The survey looked at a total of 101 hospital acquisitions, about half of which (50) were a not-for-profit system acquiring a not-for-profit facility. The remainder was evenly split (with 17 each) between a for-profit acquiring a not-for-profit hospital, a for-profit acquiring a for-profit and a not-for-profit acquiring a for-profit entity.

As a group, the acquired hospitals were performing below their peers during the year they were bought out—and while they did catch up, they were still languishing below the comparison group even two to three years after the acquisition.

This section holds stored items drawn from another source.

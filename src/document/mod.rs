//! Persisted document format
//!
//! A document is a JSON object with a version attribute, optional metadata,
//! node records and edge (connection) records. Each entity renders and
//! parses its own record; the loader and writer only compose them.
//!
//! Entity ids are opaque unique strings. Decorative formatting that other
//! producers use (surrounding braces, uppercase hex) is normalized away at
//! the parse boundary.

pub mod loader;
pub mod writer;

pub use loader::{graph_from_document, load_graph};
pub use writer::{document_from_graph, save_graph};

use serde::{Deserialize, Serialize};
use uuid::Uuid;

use crate::error::GraphError;

/// Root container for a persisted graph
#[derive(Debug, Clone, Serialize, Deserialize)]
pub struct GraphDocument {
    pub version: String,
    #[serde(default, skip_serializing_if = "Option::is_none")]
    pub metadata: Option<DocumentMetadata>,
    #[serde(default)]
    pub nodes: Vec<NodeRecord>,
    #[serde(default)]
    pub connections: Vec<EdgeRecord>,
}

/// Metadata for save files
#[derive(Debug, Clone, Serialize, Deserialize)]
pub struct DocumentMetadata {
    pub created: String,
    pub modified: String,
    pub creator: String,
    pub description: String,
}

/// One node element: identity, type and resolved socket counts
#[derive(Debug, Clone, Serialize, Deserialize)]
pub struct NodeRecord {
    pub id: String,
    #[serde(rename = "type")]
    pub node_type: String,
    pub x: f32,
    pub y: f32,
    pub inputs: usize,
    pub outputs: usize,
}

/// One edge element: identity plus endpoint node ids and socket indices
#[derive(Debug, Clone, Serialize, Deserialize)]
pub struct EdgeRecord {
    pub id: String,
    pub from_node: String,
    pub from_socket: usize,
    pub to_node: String,
    pub to_socket: usize,
}

/// Parses an entity id, accepting braced and uppercase forms
pub fn parse_entity_id(raw: &str) -> Result<Uuid, GraphError> {
    let trimmed = raw.trim();
    let bare = trimmed
        .strip_prefix('{')
        .and_then(|rest| rest.strip_suffix('}'))
        .unwrap_or(trimmed);
    Uuid::parse_str(bare).map_err(|_| GraphError::InvalidId(raw.to_string()))
}

#[cfg(test)]
mod tests {
    use super::*;

    #[test]
    fn id_normalization_accepts_decorated_forms() {
        let id = Uuid::new_v4();
        let plain = id.to_string();
        let braced = format!("{{{}}}", plain);
        let upper = plain.to_uppercase();

        assert_eq!(parse_entity_id(&plain).unwrap(), id);
        assert_eq!(parse_entity_id(&braced).unwrap(), id);
        assert_eq!(parse_entity_id(&upper).unwrap(), id);
        assert_eq!(parse_entity_id(&format!("  {} ", braced)).unwrap(), id);
    }

    #[test]
    fn id_parse_rejects_garbage() {
        assert!(matches!(
            parse_entity_id("not-an-id"),
            Err(GraphError::InvalidId(_))
        ));
        assert!(matches!(
            parse_entity_id("{unclosed"),
            Err(GraphError::InvalidId(_))
        ));
    }

    #[test]
    fn document_json_shape() {
        let json = r#"{
            "version": "1.0",
            "nodes": [
                {"id": "a3e1b0c2-0000-4000-8000-000000000001", "type": "SOURCE",
                 "x": 10.0, "y": 20.0, "inputs": 0, "outputs": 1}
            ],
            "connections": []
        }"#;
        let doc: GraphDocument = serde_json::from_str(json).unwrap();
        assert_eq!(doc.version, "1.0");
        assert_eq!(doc.nodes.len(), 1);
        assert_eq!(doc.nodes[0].node_type, "SOURCE");
        assert!(doc.metadata.is_none());
    }
}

In 2007, when their peer group had a median EBITDA margin of 10.3%, targets acquired by a national chain had a median EBITDA margin of just 4.5%. By 2010, the nationally acquired hospitals had improved to 7.7%, but their peers still had margins of 10.4%. Regional targets improved from 6.3% to 7% over the same time period.

In addition, national chains saw the largest increases in volume between 2007 and 2010, increasing their median number of adjusted discharges—which reflect both inpatient and outpatient volume—by 57.6%. In contrast, the median adjusted discharges at regional targets increased 15% during that time.